As the global financial crisis ebbs, China's leaders realize more clearly than ever that they must unleash consumer spending to achieve sustainable growth. Stoking Chinese consumption has vaulted to the top of national—indeed global—policy agendas. China has already embarked on measures that will shift the focus of its economy away from heavy industry and exports and toward services and consumer products. But if China's leaders committed themselves to a more aggressive program of comprehensive reform, they could raise private consumption above 50 percent of GDP by 2025. Clearing that threshold would bring the consumption rate in line with its peers in Asia today, vaulting China's economy into a new phase.
MGI finds that a comprehensive program of reform would also enrich the global economy with $1.9 trillion a year in net new consumption, boosting China's share of the worldwide total to 13 percent—4 percentage points higher than its share without further effort.
With private consumption at $890 billion in 2007, China is the world's fifth-largest consumer market, behind the United States, Japan, the United Kingdom, and Germany (which China recently surpassed as the world's third-largest economy). But relative to China's population and level of economic development, its consumers punch far below their weight. The country's consumption-to-GDP ratio—36 percent—is only half that of the United States and about two-thirds those of Europe and Japan.

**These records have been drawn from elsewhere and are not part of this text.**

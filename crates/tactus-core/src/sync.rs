//! Handshake between the fill thread and the driver callback thread.
//!
//! Exactly one buffer generation is handed off per hardware period. The
//! first period of a session goes through a rendezvous so both sides
//! agree on frame zero; afterwards the fill thread publishes each
//! generation and blocks until the callback has consumed it. `stop` and
//! an inactive backend client short-circuit every wait, so the protocol
//! degrades to free-running production instead of erroring.

use parking_lot::{Condvar, Mutex};

/// Lifecycle phase of one playback session.
#[derive(Debug, Clone, Copy, PartialEq, Eq)]
pub enum SessionPhase {
    /// Resting state; no handshake is attempted.
    PassThrough,
    /// Session started, frame-zero rendezvous still pending.
    InitialCallback,
    /// Rendezvous done, one generation per period.
    Steady,
}

#[derive(Debug)]
struct SyncCore {
    phase: SessionPhase,
    client_active: bool,
    fill_arrived: bool,
    callback_arrived: bool,
    generation_ready: bool,
    generation_consumed: bool,
    callback_waiting: bool,
}

impl SyncCore {
    fn engaged(&self) -> bool {
        self.phase != SessionPhase::PassThrough && self.client_active
    }
}

/// The session-scoped synchronization state.
pub struct CallbackSync {
    core: Mutex<SyncCore>,
    callback_cv: Condvar,
    finish_cv: Condvar,
    presync_cv: Condvar,
}

impl Default for CallbackSync {
    fn default() -> Self {
        Self::new()
    }
}

impl CallbackSync {
    pub fn new() -> Self {
        Self {
            core: Mutex::new(SyncCore {
                phase: SessionPhase::PassThrough,
                client_active: false,
                fill_arrived: false,
                callback_arrived: false,
                generation_ready: false,
                generation_consumed: false,
                callback_waiting: false,
            }),
            callback_cv: Condvar::new(),
            finish_cv: Condvar::new(),
            presync_cv: Condvar::new(),
        }
    }

    pub fn phase(&self) -> SessionPhase {
        self.core.lock().phase
    }

    /// Arms the handshake for a new session.
    pub fn start_session(&self) {
        let mut core = self.core.lock();
        core.phase = SessionPhase::InitialCallback;
        core.fill_arrived = false;
        core.callback_arrived = false;
        core.generation_ready = false;
        core.generation_consumed = false;
        core.callback_waiting = false;
    }

    /// Enters pass-through and wakes every waiter. The only legal
    /// teardown of a running session.
    pub fn stop_session(&self) {
        let mut core = self.core.lock();
        core.phase = SessionPhase::PassThrough;
        drop(core);
        self.presync_cv.notify_all();
        self.callback_cv.notify_all();
        self.finish_cv.notify_all();
    }

    /// Marks the backend client connected or gone. While inactive the
    /// fill thread free-runs.
    pub fn set_client_active(&self, active: bool) {
        let mut core = self.core.lock();
        core.client_active = active;
        if !active {
            drop(core);
            self.presync_cv.notify_all();
            self.callback_cv.notify_all();
            self.finish_cv.notify_all();
        }
    }

    pub fn is_client_active(&self) -> bool {
        self.core.lock().client_active
    }

    /// Fill-thread side: publishes one finished generation, then blocks
    /// until the callback consumed it. Returns immediately in
    /// pass-through or without an active client.
    pub fn fill_complete(&self) {
        let mut core = self.core.lock();
        if !core.engaged() {
            return;
        }

        if core.phase == SessionPhase::InitialCallback {
            core.fill_arrived = true;
            if core.callback_arrived {
                core.phase = SessionPhase::Steady;
                self.presync_cv.notify_all();
            } else {
                while core.phase == SessionPhase::InitialCallback && core.client_active {
                    self.presync_cv.wait(&mut core);
                }
            }
            if !core.engaged() {
                return;
            }
        }

        core.generation_ready = true;
        if core.callback_waiting {
            self.callback_cv.notify_one();
        }

        while !core.generation_consumed && core.engaged() {
            self.finish_cv.wait(&mut core);
        }
        core.generation_consumed = false;
    }

    /// Callback side: blocks until a generation is available. `false`
    /// means no session is running and the callback should emit silence.
    pub fn callback_begin(&self) -> bool {
        let mut core = self.core.lock();
        if !core.engaged() {
            return false;
        }

        if core.phase == SessionPhase::InitialCallback {
            core.callback_arrived = true;
            if core.fill_arrived {
                core.phase = SessionPhase::Steady;
                self.presync_cv.notify_all();
            } else {
                while core.phase == SessionPhase::InitialCallback && core.client_active {
                    self.presync_cv.wait(&mut core);
                }
            }
            if !core.engaged() {
                return false;
            }
        }

        while !core.generation_ready && core.phase == SessionPhase::Steady && core.client_active {
            core.callback_waiting = true;
            self.callback_cv.wait(&mut core);
        }
        core.callback_waiting = false;

        // stop or client loss while waiting: no generation to transmit
        if !core.engaged() {
            return false;
        }
        core.generation_ready = false;
        true
    }

    /// Callback side: acknowledges the generation it just transmitted,
    /// releasing the fill thread.
    pub fn callback_finished(&self) {
        let mut core = self.core.lock();
        core.generation_consumed = true;
        drop(core);
        self.finish_cv.notify_one();
    }
}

In fact, China's consumption-to-GDP ratio has dropped by nearly 15 percentage points since 1990 and continues to deteriorate in the aftermath of the financial crisis. The sources of China's low consumption rate are both behavioral and structural. The country's households have an extraordinarily high ability to save: the average Chinese family saves 25 percent of its discretionary income, about six times the savings rate for US households and three times the rate for Japan's. Indeed, China's savings rate is 15 percentage points above the GDP-weighted average for Asia as a region.

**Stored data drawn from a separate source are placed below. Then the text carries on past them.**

//! CPAL reference backend.
//!
//! One concrete driver exercising the [`Soundcard`] contract from a
//! real OS callback: each period it advances the transport, joins the
//! handshake, and transmits the previous ring slot converted from the
//! configured sample format.

use std::sync::Arc;

use cpal::traits::{DeviceTrait, HostTrait, StreamTrait};

use crate::config::SampleFormat;
use crate::engine::SoundcardEngine;
use crate::soundcard::Soundcard;
use crate::{Error, Result};

/// Wrapper to hold a `cpal::Stream` in a `Send` context.
///
/// `cpal::Stream` is `!Send` due to platform internals. The stream
/// stays on the thread that created it and is only dropped when the
/// backend stops.
struct StreamHandle(#[allow(dead_code)] cpal::Stream);

// SAFETY: the stream is never concurrently accessed; it lives inside
// the backend until drop.
unsafe impl Send for StreamHandle {}

/// Output driver bound to one engine.
pub struct CpalBackend {
    engine: Arc<SoundcardEngine>,
    output_device_index: Option<usize>,
    _stream: Option<StreamHandle>,
}

impl CpalBackend {
    pub fn new(engine: Arc<SoundcardEngine>, output_device_index: Option<usize>) -> Self {
        Self {
            engine,
            output_device_index,
            _stream: None,
        }
    }

    /// Opens the device, activates the handshake client, and starts the
    /// session.
    pub fn start(&mut self) -> Result<()> {
        if self._stream.is_some() {
            return Ok(());
        }

        let device = Self::get_device(self.output_device_index)?;
        let config = device.default_output_config()?;

        let stream = match config.sample_format() {
            cpal::SampleFormat::F32 => self.build_stream::<f32>(&device, &config.into())?,
            cpal::SampleFormat::I16 => self.build_stream::<i16>(&device, &config.into())?,
            cpal::SampleFormat::U16 => self.build_stream::<u16>(&device, &config.into())?,
            format => {
                return Err(Error::UnsupportedFormat(format!("{:?}", format)));
            }
        };

        self.engine.sync().set_client_active(true);
        self.engine.start()?;
        stream.play()?;

        self._stream = Some(StreamHandle(stream));
        Ok(())
    }

    /// Tears the stream down through the pass-through transition.
    pub fn stop(&mut self) {
        self.engine.stop();
        self.engine.sync().set_client_active(false);
        self._stream = None;
    }

    pub fn is_running(&self) -> bool {
        self._stream.is_some()
    }

    fn get_device(index: Option<usize>) -> Result<cpal::Device> {
        let host = cpal::default_host();

        if let Some(idx) = index {
            let devices: Vec<_> = host.output_devices()?.collect();
            let device_count = devices.len();
            devices.into_iter().nth(idx).ok_or_else(|| {
                Error::InvalidDevice(format!(
                    "Output device index {} out of range (available: {})",
                    idx, device_count
                ))
            })
        } else {
            host.default_output_device()
                .ok_or_else(|| Error::InvalidDevice("No output device available".to_string()))
        }
    }

    fn build_stream<T>(
        &self,
        device: &cpal::Device,
        config: &cpal::StreamConfig,
    ) -> Result<cpal::Stream>
    where
        T: cpal::SizedSample + cpal::FromSample<f32>,
    {
        let out_channels = config.channels as usize;
        let engine = Arc::clone(&self.engine);

        let stream = device.build_output_stream(
            config,
            move |data: &mut [T], _: &cpal::OutputCallbackInfo| {
                for sample in data.iter_mut() {
                    *sample = T::from_sample(0.0);
                }

                engine.tic();
                if !engine.sync().callback_begin() {
                    return;
                }

                let handle = engine.get_prev_buffer();
                if let Some(guard) = engine.lock_buffer(handle) {
                    let presets = engine.presets();
                    let src = guard.bytes();
                    let frames = (data.len() / out_channels).min(presets.buffer_size);

                    for frame in 0..frames {
                        for channel in 0..out_channels {
                            let src_channel = channel.min(presets.channels - 1);
                            let index = src_channel * presets.buffer_size + frame;
                            let value = sample_as_f32(src, presets.format, index);
                            data[frame * out_channels + channel] = T::from_sample(value);
                        }
                    }
                }

                engine.sync().callback_finished();
            },
            |_err| {
                // stream error - cannot log from callback
            },
            None,
        )?;

        Ok(stream)
    }

    /// List available output devices.
    pub fn list_output_devices() -> Result<Vec<String>> {
        let host = cpal::default_host();
        let devices: Result<Vec<String>> = host
            .output_devices()?
            .enumerate()
            .map(|(idx, device)| Ok(format!("{}: {}", idx, device.name()?)))
            .collect();
        devices
    }
}

impl Drop for CpalBackend {
    fn drop(&mut self) {
        self.stop();
    }
}

// cpal reports name errors through DeviceTrait
impl From<cpal::DeviceNameError> for Error {
    fn from(err: cpal::DeviceNameError) -> Self {
        Error::InvalidDevice(err.to_string())
    }
}

/// Decodes one sample of a channel-major slot to f32.
fn sample_as_f32(bytes: &[u8], format: SampleFormat, index: usize) -> f32 {
    let word = format.word_size();
    let at = index * word;
    let Some(raw) = bytes.get(at..at + word) else {
        return 0.0;
    };

    match format {
        SampleFormat::Int8 => raw[0] as i8 as f32 / i8::MAX as f32,
        SampleFormat::Int16 => {
            i16::from_ne_bytes([raw[0], raw[1]]) as f32 / i16::MAX as f32
        }
        SampleFormat::Int24 => {
            // 24-bit payload in a 32-bit word
            i32::from_ne_bytes([raw[0], raw[1], raw[2], raw[3]]) as f32 / 8_388_607.0
        }
        SampleFormat::Int32 => {
            i32::from_ne_bytes([raw[0], raw[1], raw[2], raw[3]]) as f32 / i32::MAX as f32
        }
        SampleFormat::Int64 => {
            i64::from_ne_bytes([
                raw[0], raw[1], raw[2], raw[3], raw[4], raw[5], raw[6], raw[7],
            ]) as f32
                / i64::MAX as f32
        }
        SampleFormat::Float32 => f32::from_ne_bytes([raw[0], raw[1], raw[2], raw[3]]),
        SampleFormat::Float64 => f64::from_ne_bytes([
            raw[0], raw[1], raw[2], raw[3], raw[4], raw[5], raw[6], raw[7],
        ]) as f32,
    }
}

Structural features also suppress consumption as a share of the national income: Chinese households command only some 56 percent of national income, compared with more than 60 percent in Europe and more than 70 percent in the United States. And Chinese household's share of national income has fallen over the last decade.
Perhaps the most common explanation for the Chinese consumer's reluctance to spend more freely is the frayed social safety net. Over the long run, mending the social safety net would ease anxieties about the future and bolster consumer confidence. Yet MGI finds that better health and pension guarantees would not raise private consumption significantly before 2025. Measures to make goods and services better and more easily available could do more to encourage consumption.
To assess how, and how much, China can boost consumption, MGI considered three scenarios for Chinese consumption rates over the next 15 years: a base case (no new action to raise consumption), a policy case (full implementation of measures to boost consumption already announced), and a stretch case (a push beyond the current agenda to implement broad changes in the economy's structure).
To achieve the stretch scenario, China's leaders will have to wage a sustained policy struggle on many fronts, combining relatively straightforward measures to encourage private spending with fundamental reform of the nation's health and pension systems and sweeping changes in the economy's basic structure. Over the next 15 years, China can realistically hope to increase private consumption's share of total output significantly—but only if policy makers abandon the current development paradigm and embrace new policies, structures, and institutions better suited to the country's status as a large, maturing market economy.